“Thsome men are blessthed with beautiful hair, and all othersth are blessthed with beautifully shaped headsth”
Christopher Eubank
…
When I was sixteen, I had an issue that kept me up at night.
I eventually booked myself a GP appointment to get checked out. In I stepped, and was greeted by a kindly woman. “What seems to be the problem?”, she asked.
Sheepishly, uncertainly, fearing to utter my concerns out loud, I replied. “I’m not sure how to say this… but I think I’m going bald”.
A silence ensued, and a bemused, quizzical look crept across her face. “Ahhh…”, she said, as if trying to ascertain if this was a joke. “Is it coming out in the shower, or is there hair on your pillow when you wake up in the morning?”
“Not really”, I shrugged – “I just think there’s less than there used to be”. In response, she smiled, and said my health seems great but that there was nothing she could do for my hair.
…
“It’s fine. If it goes, I’ll just go to Turkey. I’ve heard it’s pretty cheap. And loads of people have done it. Rooney did.”
Men worrying about going bald has to be one of the most wasteful uses of energy and contentment.

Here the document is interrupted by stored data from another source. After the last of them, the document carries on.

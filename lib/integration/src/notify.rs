//! Outbound user notifications.

use crate::error::NotifyError;
use async_trait::async_trait;
use flowmentor_core::UserId;
use serde::{Deserialize, Serialize};
use std::collections::HashSet;
use tokio::sync::Mutex;

/// A message addressed to a user.
#[derive(Debug, Clone, PartialEq, Eq, Serialize, Deserialize)]
pub struct Notification {
    pub user_id: UserId,
    pub message: String,
    /// Stable key for the delivery; channels that support it deduplicate on it.
    pub idempotency_key: String,
}

/// Trait for notification channels.
#[async_trait]
pub trait Notifier: Send + Sync {
    /// Delivers a notification.
    ///
    /// Sending a notification whose idempotency key was already delivered
    /// succeeds without delivering it again.
    ///
    /// # Errors
    ///
    /// Returns an error if the notification was not delivered.
    async fn send(&self, notification: &Notification) -> Result<(), NotifyError>;
}

/// Notifier that writes each notification to the log once per key.
#[derive(Debug, Default)]
pub struct LogNotifier {
    delivered: Mutex<HashSet<String>>,
}

impl LogNotifier {
    /// Creates a notifier with no deliveries.
    #[must_use]
    pub fn new() -> Self {
        Self::default()
    }
}

#[async_trait]
impl Notifier for LogNotifier {
    async fn send(&self, notification: &Notification) -> Result<(), NotifyError> {
        let mut delivered = self.delivered.lock().await;
        if !delivered.insert(notification.idempotency_key.clone()) {
            tracing::debug!(key = %notification.idempotency_key, "notification already sent");
            return Ok(());
        }
        tracing::info!(
            user_id = %notification.user_id,
            key = %notification.idempotency_key,
            message = %notification.message,
            "notification sent"
        );
        Ok(())
    }
}

#[derive(Debug, Default)]
struct RecordingState {
    sent: Vec<Notification>,
    keys: HashSet<String>,
    failures_left: u32,
    reject_all: bool,
}

/// Notifier that keeps every delivered notification in memory.
///
/// Failures can be injected to exercise retry handling.
#[derive(Debug, Default)]
pub struct RecordingNotifier {
    state: Mutex<RecordingState>,
}

impl RecordingNotifier {
    /// Creates a notifier that always succeeds.
    #[must_use]
    pub fn new() -> Self {
        Self::default()
    }

    /// Creates a notifier whose first `count` sends fail transiently.
    #[must_use]
    pub fn failing_first(count: u32) -> Self {
        Self {
            state: Mutex::new(RecordingState {
                failures_left: count,
                ..RecordingState::default()
            }),
        }
    }

    /// Creates a notifier that rejects every send.
    #[must_use]
    pub fn rejecting() -> Self {
        Self {
            state: Mutex::new(RecordingState {
                reject_all: true,
                ..RecordingState::default()
            }),
        }
    }

    /// Returns the notifications delivered so far.
    pub async fn sent(&self) -> Vec<Notification> {
        self.state.lock().await.sent.clone()
    }
}

#[async_trait]
impl Notifier for RecordingNotifier {
    async fn send(&self, notification: &Notification) -> Result<(), NotifyError> {
        let mut state = self.state.lock().await;
        if state.reject_all {
            return Err(NotifyError::Rejected {
                reason: "recipient rejected".to_string(),
            });
        }
        if state.failures_left > 0 {
            state.failures_left -= 1;
            return Err(NotifyError::Unavailable {
                reason: "injected failure".to_string(),
            });
        }
        if state.keys.insert(notification.idempotency_key.clone()) {
            state.sent.push(notification.clone());
        }
        Ok(())
    }
}
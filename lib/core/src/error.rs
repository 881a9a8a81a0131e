//! Shared error alias for FlowMentor.
//!
//! Library crates define their own error enums next to the code that raises
//! them. Code at the process edge (startup, background loops) wraps those
//! enums in a rootcause `Report` so context can be attached as the error
//! travels upward.

use rootcause::Report;

/// Result alias carrying a rootcause report.
pub type Result<T, C = ()> = std::result::Result<T, Report<C>>;
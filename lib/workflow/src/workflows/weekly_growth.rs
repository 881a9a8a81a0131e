//! Weekly review: aggregate the week, propose goals, let the user pick one.

use super::{document_key, put_document, unexpected_step};
use crate::activity::builtin::{AGGREGATE_WEEK, PROPOSE_MICRO_GOALS};
use crate::definition::{WorkflowDefinition, decode_input};
use crate::kind::WorkflowKind;
use crate::step::{Step, StepHistory};
use chrono::Duration;
use serde::{Deserialize, Serialize};
use serde_json::{Value as JsonValue, json};

/// Collection holding weekly summaries, keyed `<user>:<week_start>`.
pub const WEEKLY_SUMMARIES_COLLECTION: &str = "weekly_summaries";

/// Signal naming the goal the user picked.
pub const SELECT_GOAL: &str = "select_goal";

/// How long the user has to pick a goal.
pub const SELECTION_TIMEOUT_HOURS: i64 = 24;

/// Input of a weekly review.
#[derive(Debug, Clone, PartialEq, Eq, Serialize, Deserialize)]
pub struct WeeklyGrowthInput {
    pub user_id: String,
    /// ISO date, inclusive.
    pub week_start: String,
    /// ISO date, inclusive.
    pub week_end: String,
}

/// Aggregated figures for one week.
#[derive(Debug, Clone, PartialEq, Serialize, Deserialize)]
pub struct WeeklyStats {
    pub total_blocks_completed: u32,
    pub total_blocks_planned: u32,
    pub average_productivity: f64,
    pub total_focus_hours: f64,
    pub top_achievements: Vec<String>,
    /// Challenges reported on at least two days.
    pub recurring_challenges: Vec<String>,
    /// Percentage, one decimal.
    pub completion_rate: f64,
}

/// A small goal proposed for next week.
#[derive(Debug, Clone, PartialEq, Eq, Serialize, Deserialize)]
pub struct MicroGoal {
    pub goal_id: String,
    pub title: String,
    pub description: String,
    pub rationale: String,
    pub suggested_actions: Vec<String>,
    /// 1 (easy) to 5.
    pub difficulty: u8,
}

/// Input of the goal proposal activity.
#[derive(Debug, Clone, PartialEq, Serialize, Deserialize)]
pub struct ProposeGoalsInput {
    pub user_id: String,
    pub stats: WeeklyStats,
}

/// Resolves a `select_goal` payload against the proposed goals.
///
/// Accepts `{"goal_id": "..."}` or a bare goal id string. An id that names
/// none of the goals selects nothing.
#[must_use]
pub fn selected_goal<'a>(payload: &JsonValue, goals: &'a [MicroGoal]) -> Option<&'a MicroGoal> {
    let goal_id = payload
        .get("goal_id")
        .and_then(JsonValue::as_str)
        .or_else(|| payload.as_str())?;
    goals.iter().find(|goal| goal.goal_id == goal_id)
}

/// Weekly growth workflow.
#[derive(Debug, Clone, Copy, Default)]
pub struct WeeklyGrowth;

impl WorkflowDefinition for WeeklyGrowth {
    fn kind(&self) -> &str {
        WorkflowKind::WeeklyGrowth.as_str()
    }

    fn next_step(&self, input: &JsonValue, history: &StepHistory) -> Step {
        let input: WeeklyGrowthInput = match decode_input(input) {
            Ok(input) => input,
            Err(step) => return step,
        };
        if history.is_empty() {
            return Step::activity(AGGREGATE_WEEK, &input);
        }

        if let Some(failure) = history.failure(0) {
            return Step::fail(format!("weekly aggregation failed: {failure}"));
        }
        let stats = match history.result::<WeeklyStats>(0) {
            Ok(stats) => stats,
            Err(reason) => return Step::fail(reason),
        };
        if history.len() == 1 {
            return Step::activity(
                PROPOSE_MICRO_GOALS,
                &ProposeGoalsInput {
                    user_id: input.user_id,
                    stats,
                },
            );
        }

        if let Some(failure) = history.failure(1) {
            return Step::fail(format!("micro-goal generation failed: {failure}"));
        }
        let goals = match history.result::<Vec<MicroGoal>>(1) {
            Ok(goals) => goals,
            Err(reason) => return Step::fail(reason),
        };
        let selected = history
            .signal_payload(2)
            .and_then(|payload| selected_goal(payload, &goals));

        match history.len() {
            2 => Step::wait_for_signal(SELECT_GOAL, Duration::hours(SELECTION_TIMEOUT_HOURS)),
            3 => put_document(
                WEEKLY_SUMMARIES_COLLECTION,
                document_key(&input.user_id, &input.week_start),
                json!({
                    "type": "weekly_summary",
                    "user_id": input.user_id,
                    "week_start": input.week_start,
                    "week_end": input.week_end,
                    "stats": stats,
                    "micro_goals": goals,
                    "selected_goal": selected,
                }),
            ),
            4 => {
                if let Some(failure) = history.failure(3) {
                    return Step::fail(format!("storing the weekly summary failed: {failure}"));
                }
                let message = match selected {
                    Some(goal) => format!("Weekly review completed. Next week's goal: {}", goal.title),
                    None => "Weekly review completed without a selected goal".to_string(),
                };
                Step::complete(&json!({
                    "success": true,
                    "weekly_stats": stats,
                    "micro_goals": goals,
                    "selected_goal": selected,
                    "message": message,
                }))
            }
            n => unexpected_step(self.kind(), n),
        }
    }
}
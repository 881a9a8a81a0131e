//! The five FlowMentor workflows.
//!
//! Each module holds the payload types a workflow exchanges with its
//! activities and callers, plus the [`crate::definition::WorkflowDefinition`]
//! that decides its steps.

pub mod daily_reflection;
pub mod focus_loop;
pub mod meeting_scheduler;
pub mod morning_check;
pub mod weekly_growth;

pub use daily_reflection::DailyReflection;
pub use focus_loop::FocusLoop;
pub use meeting_scheduler::MeetingScheduler;
pub use morning_check::MorningCheck;
pub use weekly_growth::WeeklyGrowth;

use crate::activity::builtin::{PutDocumentInput, SendNotificationInput};
use crate::activity::builtin::{PUT_DOCUMENT, SEND_NOTIFICATION};
use crate::step::Step;
use serde_json::Value as JsonValue;

/// Document key used for per-user, per-period records.
pub(crate) fn document_key(user_id: &str, period: &str) -> String {
    format!("{user_id}:{period}")
}

/// Step that writes a document.
pub(crate) fn put_document(collection: &str, key: String, document: JsonValue) -> Step {
    Step::activity(
        PUT_DOCUMENT,
        &PutDocumentInput {
            collection: collection.to_string(),
            key,
            document,
        },
    )
}

/// Step that notifies a user.
pub(crate) fn notify(user_id: &str, message: String) -> Step {
    Step::activity(
        SEND_NOTIFICATION,
        &SendNotificationInput {
            user_id: user_id.to_string(),
            message,
        },
    )
}

/// Terminal step for a history longer than the workflow has steps.
pub(crate) fn unexpected_step(kind: &str, step: usize) -> Step {
    Step::fail(format!("{kind} has no step {step}"))
}
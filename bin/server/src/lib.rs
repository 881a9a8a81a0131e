//! FlowMentor HTTP server.
//!
//! Hosts the workflow runner behind a small JSON API, persists history and
//! documents in PostgreSQL, and drives the durable timer loop and the
//! calendar scheduler in the background.

pub mod config;
pub mod db;
pub mod error;
pub mod routes;
pub mod state;

use flowmentor_ai::{PromptRegistry, TextGenerator};
use flowmentor_integration::{DocumentStore, Notifier};
use flowmentor_workflow::{
    ActivityExecutor, ActivityRegistry, ActivityServices, Clock, HistoryStore, WorkflowRegistry,
    WorkflowRunner,
};
use std::sync::Arc;

/// Wires the standard workflows and activities to the given services.
///
/// The document store doubles as the activity idempotency ledger.
pub fn build_runner(
    history: Arc<dyn HistoryStore>,
    store: Arc<dyn DocumentStore>,
    notifier: Arc<dyn Notifier>,
    generator: Arc<dyn TextGenerator>,
    clock: Arc<dyn Clock>,
) -> WorkflowRunner {
    let services = ActivityServices {
        store: store.clone(),
        notifier,
        generator,
        prompts: Arc::new(PromptRegistry::standard()),
    };
    let executor = ActivityExecutor::new(
        ActivityRegistry::standard(&services),
        store,
        clock.clone(),
    );
    WorkflowRunner::new(WorkflowRegistry::standard(), executor, history, clock)
}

“Is it receding? I’m pretty sure it’s receding. Is that a bald patch starting to form at the back? Or is it just the crown of my hair? Did my mum’s dad go bald?”
For three years I worried – on a subliminal level – that I was indeed going to lose my hair someday. What were my anxieties grounded in? Honestly, I’m not sure. I guess a lot of it was about attractiveness.
It’s nice to have hair. It’s a symbol of virility and of youthfulness. You can tousle it, run your hands through it, and, on occasion, pull it. All of these can be lovely sensations.
But the absence of those sensations isn’t going to change your quality of life. And a bald head is not going to make you any less attractive than you already are.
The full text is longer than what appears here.